Trabalho

TRT15

Município não pode obrigar guardas a cantarem hino em sala com gás lacrimogêneo

Abusos ocorriam em treinamentos da Guarda Municipal de Caçapava e chegaram à Justiça após ação do MPT

MPT; guardas
Foto: Flickr/Tribunal Regional do Trabalho da 15ª Região

O Tribunal Regional do Trabalho da 15ª Região (TRT15) decidiu que a cidade de Caçapava, no interior de São Paulo, não pode obrigar guardas municipais a cantarem o Hino Nacional em uma sala fechada repleta de gás lacrimogêneo. A decisão foi dada pela 1ª Câmara em recurso impetrado pelo município, que já havia tido decisão no mesmo sentido na primeira instância.

O caso chegou na Justiça por uma ação civil pública do Ministério Público do Trabalho (MPT) de São José dos Campos. De acordo com o processo, os guardas municipais em treinamento eram submetidos a diversos constrangimentos e situações vexatórias, como serem trancados em uma sala com gás lacrimogêneo enquanto cantavam o Hino Nacional.

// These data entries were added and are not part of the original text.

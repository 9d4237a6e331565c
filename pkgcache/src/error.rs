//! Error taxonomy exposed at the cache's public boundary.

use std::fmt;

/// Errors returned by [`crate::Cache`](crate::Cache) operations.
#[derive(thiserror::Error, Debug)]
pub enum Error {
    /// No blob exists at the given digest.
    #[error("no such blob: {0}")]
    NotFound(String),

    /// The computed digest of a streamed write did not match the caller's
    /// expectation.
    #[error("hash mismatch: expected {expected}, got {actual}")]
    HashMismatch { expected: String, actual: String },

    /// `delete` was refused because readers still hold the blob open.
    #[error("blob {0} is still in use")]
    InUse(String),

    /// Admitting the incoming blob would violate the configured
    /// minimum-free-disk-space floor.
    #[error("insufficient disk space")]
    InsufficientDiskSpace,

    /// Eviction could not free enough space within the cold window.
    #[error("cache is full")]
    CacheFull,

    /// The metadata catalog failed its integrity probe.
    #[error("metadata catalog is corrupted")]
    Corrupted,

    /// Underlying I/O error.
    #[error(transparent)]
    Io(#[from] std::io::Error),

    /// Underlying catalog (SQLite) error.
    #[error(transparent)]
    Db(#[from] rusqlite::Error),
}

pub type Result<T> = std::result::Result<T, Error>;

/// A 64-character lowercase hex SHA-256 digest, newtyped so callers cannot
/// accidentally pass an unrelated string where a digest is expected.
#[derive(Clone, PartialEq, Eq, Hash, PartialOrd, Ord)]
pub struct Digest(String);

impl Digest {
    /// Validates and wraps a lowercase hex digest string.
    pub fn parse(s: &str) -> Result<Self> {
        if s.len() == 64 && s.bytes().all(|b| b.is_ascii_hexdigit() && !b.is_ascii_uppercase()) {
            Ok(Digest(s.to_string()))
        } else {
            Err(Error::NotFound(s.to_string()))
        }
    }

    pub fn from_bytes(bytes: &[u8; 32]) -> Self {
        Digest(hex::encode(bytes))
    }

    pub fn as_str(&self) -> &str {
        &self.0
    }

    /// The first two hex characters, used for directory sharding.
    pub fn shard(&self) -> &str {
        &self.0[0..2]
    }
}

impl fmt::Display for Digest {
    fn fmt(&self, f: &mut fmt::Formatter<'_>) -> fmt::Result {
        f.write_str(&self.0)
    }
}

impl fmt::Debug for Digest {
    fn fmt(&self, f: &mut fmt::Formatter<'_>) -> fmt::Result {
        f.write_str(&self.0)
    }
}

impl AsRef<str> for Digest {
    fn as_ref(&self) -> &str {
        &self.0
    }
}

#[cfg(test)]
mod tests {
    use super::*;

    #[test]
    fn rejects_short_or_uppercase() {
        assert!(Digest::parse("abc").is_err());
        assert!(Digest::parse(&"A".repeat(64)).is_err());
        assert!(Digest::parse(&"f".repeat(64)).is_ok());
    }
}
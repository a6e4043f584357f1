//! Bulk deletion.

use tracing::{info, warn};

use super::{MailApi, MessageId};
use crate::error::{Error, Result};

/// Deletes every chunk in order, one `batchDelete` call per chunk, and
/// returns the number of messages deleted.
///
/// # Errors
///
/// Returns [`Error::Deletion`] on the first failed call. Later chunks are not
/// attempted and earlier ones are not restored; the error records how far
/// the run got.
pub async fn delete_all<A>(api: &A, user_id: &str, chunks: &[&[MessageId]]) -> Result<usize>
where
    A: MailApi + ?Sized,
{
    let total: usize = chunks.iter().map(|c| c.len()).sum();
    let mut deleted = 0;

    for (index, ids) in chunks.iter().enumerate() {
        if let Err(source) = api.batch_delete(user_id, ids).await {
            warn!(
                "Chunk {} of {} failed, {deleted} of {total} messages already deleted",
                index + 1,
                chunks.len()
            );
            return Err(Error::Deletion {
                deleted,
                total,
                chunks_done: index,
                chunks_total: chunks.len(),
                source,
            });
        }

        deleted += ids.len();
        info!(
            "Deleted chunk {} of {} ({deleted}/{total} messages)",
            index + 1,
            chunks.len()
        );
    }

    Ok(deleted)
}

Além disso, os alunos eram escolhidos para demonstração de utilização de arma de eletrochoque e prática de paintball.

Em seu voto, a relatora do acórdão, a desembargadora Larissa Carotta Martins da Silva Scarabelim, disse que o que se constatou não foi preparo e treinamento, “mas sim colocação gratuita dos treinandos em contato com práticas de risco por meios invasivos e sem qualidade que beiram à tortura”.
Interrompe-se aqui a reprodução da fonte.